Beim Blick in die Literatur zu den Gefahren der Ambulantisierung spielt die Aufrechterhaltung einer der stationären Versorgung zumindest vergleichbaren Patientensicherheit eine Hauptrolle. Qualitätsindikatoren erfassen zu diesem Qualitätskriterium bzw. -merkmal die Komplikationsraten, Sterblichkeit, ungeplante Hospitalisierungen und vor allem auch das Versagen bei der Bewältigung von Notfallsituationen bzw. lebensbedrohlichen Komplikationen („failure to rescue“, Silber et al. 1992). Dabei sollten die in der Literatur berichteten, oftmals niedrigen Komplikationsraten bei ambulantisierten Behandlungen unbedingt auf ihre Übertragbarkeit auf die deutsche Versorgungssituation hinterfragt werden, da „ambulante Behandlung“ in den meisten Ländern eine Behandlung in Krankenhaus-Ambulanzen meint und nicht die bei der so genannten „doppelten Facharztschiene“ in Deutschland eher anzutreffende Behandlung in Arztpraxen. In den unter a) genannten Vereinbarungen der KBV mit dem GKV-Spitzenverband wird den Vorkehrungen für Notfallsituationen daher auch bereits eine besondere Aufmerksamkeit gewidmet. Eine bedeutsame Quelle für Indikatoren aus diesem Bereich ist die 2021 publizierte SEVer-Liste der „schwerwiegenden Ereignisse, die wir sicher verhindern wollen“ des Aktionsbündnis Patientensicherheit e. V. (APS 2021).

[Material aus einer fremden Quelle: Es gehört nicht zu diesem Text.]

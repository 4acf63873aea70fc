use crate::api::client::ApiClient;
use crate::core::error::ViewError;
use crate::models::article::Article;
use crate::models::user::User;
use crate::stores::session_store::SessionStore;
use crate::views::task::ViewTask;
use futures_util::StreamExt;
use std::cmp::Ordering;
use std::fmt;
use std::str::FromStr;
use std::sync::{Arc, Mutex};
use tokio::sync::watch;
use tracing::{debug, info};

#[derive(Debug, Clone, Copy, PartialEq, Eq, Default)]
pub enum SortOrder {
    /// Newest first
    #[default]
    Date,
    Title,
    Author,
}

impl SortOrder {
    fn compare(self, a: &Article, b: &Article) -> Ordering {
        match self {
            SortOrder::Date => b.created_at.cmp(&a.created_at),
            SortOrder::Title => a.title.to_lowercase().cmp(&b.title.to_lowercase()),
            SortOrder::Author => a
                .author_name
                .to_lowercase()
                .cmp(&b.author_name.to_lowercase()),
        }
    }
}

impl FromStr for SortOrder {
    type Err = String;

    fn from_str(s: &str) -> Result<Self, Self::Err> {
        match s.to_ascii_lowercase().as_str() {
            "date" => Ok(SortOrder::Date),
            "title" => Ok(SortOrder::Title),
            "author" => Ok(SortOrder::Author),
            other => Err(format!("Unknown sort order '{}', expected date, title or author", other)),
        }
    }
}

impl fmt::Display for SortOrder {
    fn fmt(&self, f: &mut fmt::Formatter<'_>) -> fmt::Result {
        let name = match self {
            SortOrder::Date => "date",
            SortOrder::Title => "title",
            SortOrder::Author => "author",
        };
        f.write_str(name)
    }
}

#[derive(Default)]
struct FeedState {
    articles: Vec<Article>,
    /// `None` until a snapshot with known subscriptions arrives
    topic_ids: Option<Vec<u64>>,
    sort: SortOrder,
}

impl FeedState {
    fn derive(&self) -> Vec<Article> {
        let mut visible: Vec<Article> = match &self.topic_ids {
            Some(ids) => self
                .articles
                .iter()
                .filter(|article| ids.contains(&article.topic_id))
                .cloned()
                .collect(),
            None => self.articles.clone(),
        };
        visible.sort_by(|a, b| self.sort.compare(a, b));
        visible
    }
}

struct FeedShared {
    state: Mutex<FeedState>,
    visible: watch::Sender<Vec<Article>>,
}

impl FeedShared {
    fn update(&self, apply: impl FnOnce(&mut FeedState)) {
        let mut state = self.state.lock().unwrap_or_else(|poisoned| poisoned.into_inner());
        apply(&mut state);
        self.visible.send_replace(state.derive());
    }
}

/// Article list scoped to the current user's subscriptions
///
/// Re-filters on its own whenever the session publishes a user whose
/// subscriptions are known, so a subscribe elsewhere shows up without a reload.
pub struct ArticlesFeed {
    api: Arc<ApiClient>,
    shared: Arc<FeedShared>,
    _task: ViewTask,
}

impl ArticlesFeed {
    /// Must be called inside a tokio runtime
    pub fn new(api: Arc<ApiClient>, session: &SessionStore) -> Self {
        let (visible, _) = watch::channel(Vec::new());
        let state = FeedState {
            topic_ids: session.current_user().and_then(|user| user.subscribed_topic_ids()),
            ..FeedState::default()
        };
        let shared = Arc::new(FeedShared {
            state: Mutex::new(state),
            visible,
        });

        let mut users = session.subscribe();
        let listener = Arc::clone(&shared);
        let task = ViewTask::spawn(async move {
            while let Some(user) = users.next().await {
                if let Some(ids) = user.as_ref().and_then(User::subscribed_topic_ids) {
                    debug!(topics = ids.len(), "Subscriptions changed, re-filtering feed");
                    listener.update(|state| state.topic_ids = Some(ids));
                }
            }
        });

        Self {
            api,
            shared,
            _task: task,
        }
    }

    pub async fn load(&self) -> Result<Vec<Article>, ViewError> {
        let articles = self.api.list_articles().await?;
        info!(count = articles.len(), "Articles loaded");
        self.set_articles(articles);
        Ok(self.visible())
    }

    pub fn set_articles(&self, articles: Vec<Article>) {
        self.shared.update(|state| state.articles = articles);
    }

    pub fn set_sort(&self, sort: SortOrder) {
        self.shared.update(|state| state.sort = sort);
    }

    pub fn sort(&self) -> SortOrder {
        self.shared
            .state
            .lock()
            .unwrap_or_else(|poisoned| poisoned.into_inner())
            .sort
    }

    pub fn visible(&self) -> Vec<Article> {
        self.shared.visible.borrow().clone()
    }

    pub fn watch(&self) -> watch::Receiver<Vec<Article>> {
        self.shared.visible.subscribe()
    }
}
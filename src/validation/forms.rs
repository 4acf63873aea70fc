use crate::core::error::ValidationError;
use crate::models::article::CreateArticleRequest;
use crate::models::user::{LoginRequest, RegisterRequest, UpdateUserRequest};

/// Characters accepted as "special" by the password rule
const SPECIAL_CHARS: &str = "@#$%^&+=!*()_-{}[]:;\"'<>,.?/~`|";

const MIN_PASSWORD_LENGTH: usize = 8;
const MIN_LOGIN_PASSWORD_LENGTH: usize = 6;
const MIN_TITLE_LENGTH: usize = 3;
const MIN_CONTENT_LENGTH: usize = 10;

/// Result of checking a password against each strength rule
#[derive(Debug, Clone, Copy, PartialEq, Eq)]
pub struct PasswordStrength {
    pub has_min_length: bool,
    pub has_number: bool,
    pub has_lower_case: bool,
    pub has_upper_case: bool,
    pub has_special_char: bool,
}

impl PasswordStrength {
    pub fn check(password: &str) -> Self {
        Self {
            has_min_length: password.chars().count() >= MIN_PASSWORD_LENGTH,
            has_number: password.chars().any(|c| c.is_ascii_digit()),
            has_lower_case: password.chars().any(|c| c.is_ascii_lowercase()),
            has_upper_case: password.chars().any(|c| c.is_ascii_uppercase()),
            has_special_char: password.chars().any(|c| SPECIAL_CHARS.contains(c)),
        }
    }

    pub fn is_strong(&self) -> bool {
        self.missing().is_empty()
    }

    /// Human-readable list of the rules that failed
    pub fn missing(&self) -> Vec<&'static str> {
        let mut missing = Vec::new();
        if !self.has_min_length {
            missing.push("at least 8 characters");
        }
        if !self.has_number {
            missing.push("a digit");
        }
        if !self.has_lower_case {
            missing.push("a lowercase letter");
        }
        if !self.has_upper_case {
            missing.push("an uppercase letter");
        }
        if !self.has_special_char {
            missing.push("a special character");
        }
        missing
    }
}

pub fn validate_password(password: &str) -> Result<(), ValidationError> {
    let strength = PasswordStrength::check(password);
    if strength.is_strong() {
        Ok(())
    } else {
        Err(ValidationError::WeakPassword {
            missing: strength.missing(),
        })
    }
}

/// Loose `local@domain` check, whitespace not allowed
pub fn validate_email(email: &str) -> Result<(), ValidationError> {
    let invalid = || ValidationError::InvalidEmail(email.to_string());

    if email.chars().any(char::is_whitespace) {
        return Err(invalid());
    }

    let (local, domain) = email.split_once('@').ok_or_else(invalid)?;
    if local.is_empty() || domain.is_empty() || domain.contains('@') {
        return Err(invalid());
    }
    if domain.starts_with('.') || domain.ends_with('.') || domain.contains("..") {
        return Err(invalid());
    }

    Ok(())
}

fn required(field: &'static str, value: &str) -> Result<String, ValidationError> {
    let trimmed = value.trim();
    if trimmed.is_empty() {
        return Err(ValidationError::Required(field));
    }
    Ok(trimmed.to_string())
}

fn min_length(field: &'static str, value: &str, min: usize) -> Result<(), ValidationError> {
    if value.chars().count() < min {
        return Err(ValidationError::TooShort { field, min });
    }
    Ok(())
}

/// Raw login form input
#[derive(Debug, Clone, Default)]
pub struct LoginForm {
    pub email_or_username: String,
    pub password: String,
}

impl LoginForm {
    pub fn validate(self) -> Result<LoginRequest, ValidationError> {
        let email_or_username = required("Email or username", &self.email_or_username)?;
        if self.password.is_empty() {
            return Err(ValidationError::Required("Password"));
        }
        min_length("Password", &self.password, MIN_LOGIN_PASSWORD_LENGTH)?;

        Ok(LoginRequest {
            email_or_username,
            password: self.password,
        })
    }
}

/// Raw registration form input
#[derive(Debug, Clone, Default)]
pub struct RegisterForm {
    pub username: String,
    pub email: String,
    pub password: String,
}

impl RegisterForm {
    pub fn validate(self) -> Result<RegisterRequest, ValidationError> {
        let username = required("Username", &self.username)?;
        let email = required("Email", &self.email)?;
        validate_email(&email)?;
        if self.password.is_empty() {
            return Err(ValidationError::Required("Password"));
        }
        validate_password(&self.password)?;

        Ok(RegisterRequest {
            username,
            email,
            password: self.password,
        })
    }
}

/// Profile form; an empty password means "keep the current one"
#[derive(Debug, Clone, Default, PartialEq)]
pub struct ProfileForm {
    pub username: String,
    pub email: String,
    pub password: String,
}

impl ProfileForm {
    /// Build the update request, sending only fields that differ from the
    /// current values
    pub fn validate(self, current_username: &str, current_email: &str) -> Result<UpdateUserRequest, ValidationError> {
        let username = required("Username", &self.username)?;
        let email = required("Email", &self.email)?;
        validate_email(&email)?;
        if !self.password.is_empty() {
            validate_password(&self.password)?;
        }

        let changes = UpdateUserRequest {
            username: (username != current_username).then_some(username),
            email: (email != current_email).then_some(email),
            password: (!self.password.is_empty()).then_some(self.password),
        };

        if changes.is_empty() {
            return Err(ValidationError::NoChanges);
        }
        Ok(changes)
    }
}

/// Create-article form; `topic_id` is `None` until a topic is picked
#[derive(Debug, Clone, Default)]
pub struct ArticleForm {
    pub topic_id: Option<u64>,
    pub title: String,
    pub content: String,
}

impl ArticleForm {
    pub fn validate(self) -> Result<CreateArticleRequest, ValidationError> {
        let topic_id = self.topic_id.ok_or(ValidationError::Required("Topic"))?;
        let title = required("Title", &self.title)?;
        min_length("Title", &title, MIN_TITLE_LENGTH)?;
        let content = required("Content", &self.content)?;
        min_length("Content", &content, MIN_CONTENT_LENGTH)?;

        Ok(CreateArticleRequest {
            title,
            content,
            topic_id,
        })
    }
}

g) Kosteneffektivität und Bevölkerungsgesundheit

Neben diesen unter a) bis f) aufgeführten vordringlichen Qualitätskriterien einer ambulantisierten Versorgung wäre zu überlegen, inwieweit auch die Kriterien der Kosteneffektivität und der regionalen Bevölkerungsgesundheit in Zukunft bei einer Qualitätsbewertung aus der Systemperspektive einbezogen werden. Dafür spricht, dass die Auswirkungen einer Versorgung, die Patienten potenziell einer größeren Gefahr aussetzt, längerfristig und umfassender evaluiert und die dazu notwendigen Evaluationsparameter von vornherein miterfasst werden sollten.

6 Fazit

Die Ambulantisierung vormals stationär erbrachter Leistungen kann Vor-, aber auch Nachteile für die Patientinnen und Patienten bedeuten. Um etwaige Qualitätsminderungen oder Gefährdungen der Patientensicherheit erfassen zu können, müssen Qualitätsindikatoren auf der Basis der für die Ambulantisierung relevanten Qualitätskriterien konsentiert werden, die ein kontinuierliches Qualitätsmonitoring erlauben. Diese müssen nicht unbedingt neu entwickelt werden, sondern könnten größtenteils aus der Literatur abgeleitet werden. Das Monitoring, für das in Deutschland das IQTIG zuständig sein müsste, sollte gleichförmig für Arztpraxen, Ambulanzen an Kliniken, aber auch bei stationärer Behandlung ambulantisierbarer Prozeduren gelten und einen längerfristigen Zeitraum der Qualitätsbeobachtung nach der Behandlung aus Patienten-, Behandler- und regionaler Perspektive umfassen. So ließen sich Auswirkungen einer Ambulantisierung hinreichend evaluieren und eventuelle Fehlentwicklungen frühzeitig rückgängig machen.